Automating Countermeasures and Security Evaluation Against Software Side-Channel Attacks
Lead PI
Co PIs
Abstract
Side-channel attacks (SCA) have been a realistic threat to various cryptographic implementations that do not feature dedicated protection. While many effective countermeasures have been found and applied manually, they are application-specific and labor intensive. In addition, security evaluation tends to be incomplete, with no guarantee that all the vulnerabilities in the target system have been identified and addressed by such manual countermeasures. This SaTC project aims to shift the paradigm of side-channel attack research, and proposes to build an automation framework for information leakage analysis, multi-level countermeasure application, and formal security evaluation against software side-channel attacks.
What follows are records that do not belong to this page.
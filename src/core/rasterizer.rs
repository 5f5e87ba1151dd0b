use crate::core::framebuffer::FrameBuffer;
use crate::core::math::interpolation::{edge_function, perspective_correct};
use crate::core::math::transform::{apply_perspective_division, ndc_to_screen};
use crate::core::pipeline::Shader;
use nalgebra::{Point2, Vector3, Vector4};
use rayon::prelude::*;

/// Vertices with `w` below this after clipping are dropped.
const MIN_W: f32 = 1e-6;

#[derive(PartialEq, Copy, Clone, Debug)]
pub enum CullMode {
    /// Drop triangles wound clockwise on screen (counter-clockwise is front).
    Back,
    Front,
    None,
}

/// Scan-converts clip-space triangles into a [`FrameBuffer`].
///
/// Fragments are depth tested (less), then blended with
/// `src * alpha + dst * (1 - alpha)`; the depth is written for every
/// fragment that passes, translucent or not.
pub struct Rasterizer {
    pub cull_mode: CullMode,
}

impl Default for Rasterizer {
    fn default() -> Self {
        Self::new()
    }
}

impl Rasterizer {
    pub fn new() -> Self {
        Self {
            cull_mode: CullMode::Back,
        }
    }

    pub fn set_cull_mode(&mut self, mode: CullMode) {
        self.cull_mode = mode;
    }

    /// Clips against the near plane, then fans the remaining polygon.
    ///
    /// Only the near plane needs real clipping: it keeps `w` positive for the
    /// perspective divide. Everything else is handled by clamping the
    /// bounding box and the depth range per fragment.
    pub fn draw_triangle<S: Shader>(
        &self,
        framebuffer: &mut FrameBuffer,
        shader: &S,
        clip_coords: &[Vector4<f32>; 3],
        varyings: &[S::Varying; 3],
    ) {
        // Signed distance to the near plane: z >= -w is inside.
        let dist = |p: &Vector4<f32>| p.z + p.w;

        if clip_coords.iter().all(|p| dist(p) >= 0.0) {
            self.draw_clipped(framebuffer, shader, clip_coords, varyings);
            return;
        }

        let mut polygon: Vec<(Vector4<f32>, S::Varying)> = Vec::with_capacity(4);
        for i in 0..3 {
            let j = (i + 1) % 3;
            let (a, b) = (&clip_coords[i], &clip_coords[j]);
            let (da, db) = (dist(a), dist(b));

            if da >= 0.0 {
                polygon.push((*a, varyings[i]));
            }
            if (da >= 0.0) != (db >= 0.0) {
                let t = da / (da - db);
                polygon.push((a + (b - a) * t, varyings[i] * (1.0 - t) + varyings[j] * t));
            }
        }

        for k in 1..polygon.len().saturating_sub(1) {
            let (p0, v0) = polygon[0];
            let (p1, v1) = polygon[k];
            let (p2, v2) = polygon[k + 1];
            self.draw_clipped(framebuffer, shader, &[p0, p1, p2], &[v0, v1, v2]);
        }
    }

    fn draw_clipped<S: Shader>(
        &self,
        framebuffer: &mut FrameBuffer,
        shader: &S,
        clip_coords: &[Vector4<f32>; 3],
        varyings: &[S::Varying; 3],
    ) {
        if clip_coords.iter().any(|p| p.w < MIN_W) {
            return;
        }

        let width = framebuffer.buffer_width as f32;
        let height = framebuffer.buffer_height as f32;

        let mut screen = [Point2::origin(); 3];
        let mut z_ndc = Vector3::zeros();
        let mut inv_w = Vector3::zeros();
        for i in 0..3 {
            let ndc = apply_perspective_division(&clip_coords[i]);
            screen[i] = ndc_to_screen(ndc.x, ndc.y, width, height);
            z_ndc[i] = ndc.z;
            inv_w[i] = 1.0 / clip_coords[i].w;
        }

        // Screen space has y down, so front faces come out negative here.
        let area = edge_function(screen[0], screen[1], screen[2]);
        if area.abs() < 1e-8 {
            return;
        }
        match self.cull_mode {
            CullMode::Back if area > 0.0 => return,
            CullMode::Front if area < 0.0 => return,
            _ => {}
        }
        let inv_area = 1.0 / area;

        let min_x = screen.iter().map(|p| p.x).fold(f32::INFINITY, f32::min).floor().max(0.0);
        let min_y = screen.iter().map(|p| p.y).fold(f32::INFINITY, f32::min).floor().max(0.0);
        let max_x = screen.iter().map(|p| p.x).fold(f32::NEG_INFINITY, f32::max).ceil().min(width - 1.0);
        let max_y = screen.iter().map(|p| p.y).fold(f32::NEG_INFINITY, f32::max).ceil().min(height - 1.0);
        if min_x > max_x || min_y > max_y {
            return;
        }
        let (x_start, x_end) = (min_x as usize, max_x as usize);
        let (y_start, y_end) = (min_y as usize, max_y as usize);

        let row_len = framebuffer.buffer_width;
        let rows = framebuffer
            .color
            .par_chunks_mut(row_len)
            .zip(framebuffer.depth.par_chunks_mut(row_len));

        rows.enumerate()
            .skip(y_start)
            .take(y_end - y_start + 1)
            .for_each(|(y, (color_row, depth_row))| {
                for x in x_start..=x_end {
                    let p = Point2::new(x as f32 + 0.5, y as f32 + 0.5);
                    let bary = Vector3::new(
                        edge_function(screen[1], screen[2], p),
                        edge_function(screen[2], screen[0], p),
                        edge_function(screen[0], screen[1], p),
                    ) * inv_area;
                    if bary.x < 0.0 || bary.y < 0.0 || bary.z < 0.0 {
                        continue;
                    }

                    // NDC depth is affine in screen space.
                    let z = bary.dot(&z_ndc);
                    if z > 1.0 {
                        continue;
                    }
                    let depth = z * 0.5 + 0.5;
                    if depth >= depth_row[x] {
                        continue;
                    }

                    let Some(w) = perspective_correct(bary, inv_w) else {
                        continue;
                    };
                    let varying = varyings[0] * w.x + varyings[1] * w.y + varyings[2] * w.z;
                    let rgba = shader.fragment(varying);
                    let alpha = rgba.w.clamp(0.0, 1.0);

                    color_row[x] = rgba.xyz() * alpha + color_row[x] * (1.0 - alpha);
                    depth_row[x] = depth;
                }
            });
    }
}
The proposed framework provides common sound metrics for information leakage, methodologies for automatic countermeasures, and formal and thorough evaluation methods. The approach unifies power analysis and cache-based timing attacks into one framework. It defines new metrics of information leakage and uses them to automatically identify possible leakage of a given cryptosystem at an early stage with no implementation details. The conventional compilation process is extended along the new dimension of optimizing for security, to generate side-channel resilient code and ensure its secure execution at run-time. Side-channel security is guaranteed to be at a certain confidence level with formal methods. The three investigators on the team bring complementary expertise to this challenging interdisciplinary research, to develop the advanced automation framework and the associated software tools, metrics, and methodologies. The outcome significantly benefits security system architects and software developers alike, in their quest to build verifiable SCA security into a broad range of applications they design. The project also builds new synergy among fundamental statistics, formal methods, and practical system security. The automation tools, when introduced in new courses developed by the PIs, help improving students’ hands-on experience greatly. The project also leverages the experiential education model of Northeastern University to engage undergraduates, women, and minority students in independent research projects.